_TASK REQUIREMENTS_:
What lines of the data below include the word "other"? Report them by copying each.

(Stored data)
┄┄┄┄┄┄┄┄┄┄
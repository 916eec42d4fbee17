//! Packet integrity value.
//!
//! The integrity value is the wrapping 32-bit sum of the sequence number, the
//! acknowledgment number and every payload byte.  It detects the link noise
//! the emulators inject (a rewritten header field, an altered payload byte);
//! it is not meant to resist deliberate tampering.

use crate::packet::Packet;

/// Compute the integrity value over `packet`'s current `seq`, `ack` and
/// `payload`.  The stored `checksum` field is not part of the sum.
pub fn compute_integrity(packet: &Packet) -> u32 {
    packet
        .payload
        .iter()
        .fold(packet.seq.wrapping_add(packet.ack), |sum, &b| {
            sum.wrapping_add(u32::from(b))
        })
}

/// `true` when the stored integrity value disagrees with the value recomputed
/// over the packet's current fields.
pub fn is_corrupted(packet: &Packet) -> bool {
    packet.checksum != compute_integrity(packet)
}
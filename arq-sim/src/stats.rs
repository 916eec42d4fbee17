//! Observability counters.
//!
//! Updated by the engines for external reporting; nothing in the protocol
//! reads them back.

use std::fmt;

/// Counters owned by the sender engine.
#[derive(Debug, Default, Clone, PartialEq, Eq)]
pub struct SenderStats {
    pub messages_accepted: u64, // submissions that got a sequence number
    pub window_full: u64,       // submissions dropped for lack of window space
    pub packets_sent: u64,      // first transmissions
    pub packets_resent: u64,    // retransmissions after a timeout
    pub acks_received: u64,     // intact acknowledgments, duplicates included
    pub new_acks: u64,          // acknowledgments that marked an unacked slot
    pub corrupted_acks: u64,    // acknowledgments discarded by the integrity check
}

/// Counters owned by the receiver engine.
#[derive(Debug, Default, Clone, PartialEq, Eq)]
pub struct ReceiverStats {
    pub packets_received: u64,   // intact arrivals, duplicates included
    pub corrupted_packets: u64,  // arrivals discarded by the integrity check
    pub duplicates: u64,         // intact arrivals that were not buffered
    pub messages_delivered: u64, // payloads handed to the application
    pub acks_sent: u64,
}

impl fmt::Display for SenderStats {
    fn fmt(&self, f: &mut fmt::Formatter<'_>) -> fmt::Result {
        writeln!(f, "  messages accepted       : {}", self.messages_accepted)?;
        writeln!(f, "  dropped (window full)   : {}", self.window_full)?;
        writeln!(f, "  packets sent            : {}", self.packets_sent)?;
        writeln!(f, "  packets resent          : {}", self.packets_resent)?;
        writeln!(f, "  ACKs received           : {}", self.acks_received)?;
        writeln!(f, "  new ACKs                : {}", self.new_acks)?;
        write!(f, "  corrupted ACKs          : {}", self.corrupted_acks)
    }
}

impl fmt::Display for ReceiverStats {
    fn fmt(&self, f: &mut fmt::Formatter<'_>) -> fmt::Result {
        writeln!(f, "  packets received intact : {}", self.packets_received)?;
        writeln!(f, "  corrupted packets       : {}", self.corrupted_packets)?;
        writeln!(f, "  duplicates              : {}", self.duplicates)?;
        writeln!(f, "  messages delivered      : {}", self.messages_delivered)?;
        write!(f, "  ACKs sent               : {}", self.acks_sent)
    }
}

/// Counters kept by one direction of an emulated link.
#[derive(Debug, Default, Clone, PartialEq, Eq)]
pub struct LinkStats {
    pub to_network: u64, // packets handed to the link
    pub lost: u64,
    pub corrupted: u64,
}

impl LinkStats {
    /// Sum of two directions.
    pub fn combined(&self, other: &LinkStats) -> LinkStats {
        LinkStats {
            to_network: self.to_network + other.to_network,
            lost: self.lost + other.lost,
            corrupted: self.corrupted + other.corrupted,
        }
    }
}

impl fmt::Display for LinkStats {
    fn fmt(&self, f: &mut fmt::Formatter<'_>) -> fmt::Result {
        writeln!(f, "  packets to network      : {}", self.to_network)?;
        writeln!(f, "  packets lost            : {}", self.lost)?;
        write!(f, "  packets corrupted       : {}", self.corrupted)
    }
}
┄┄┄┄┄┄┄┄┄┄
_SOLUTION_:
    pub fn combined(&self, other: &LinkStats) -> LinkStats {
            to_network: self.to_network + other.to_network,
            lost: self.lost + other.lost,
            corrupted: self.corrupted + other.corrupted,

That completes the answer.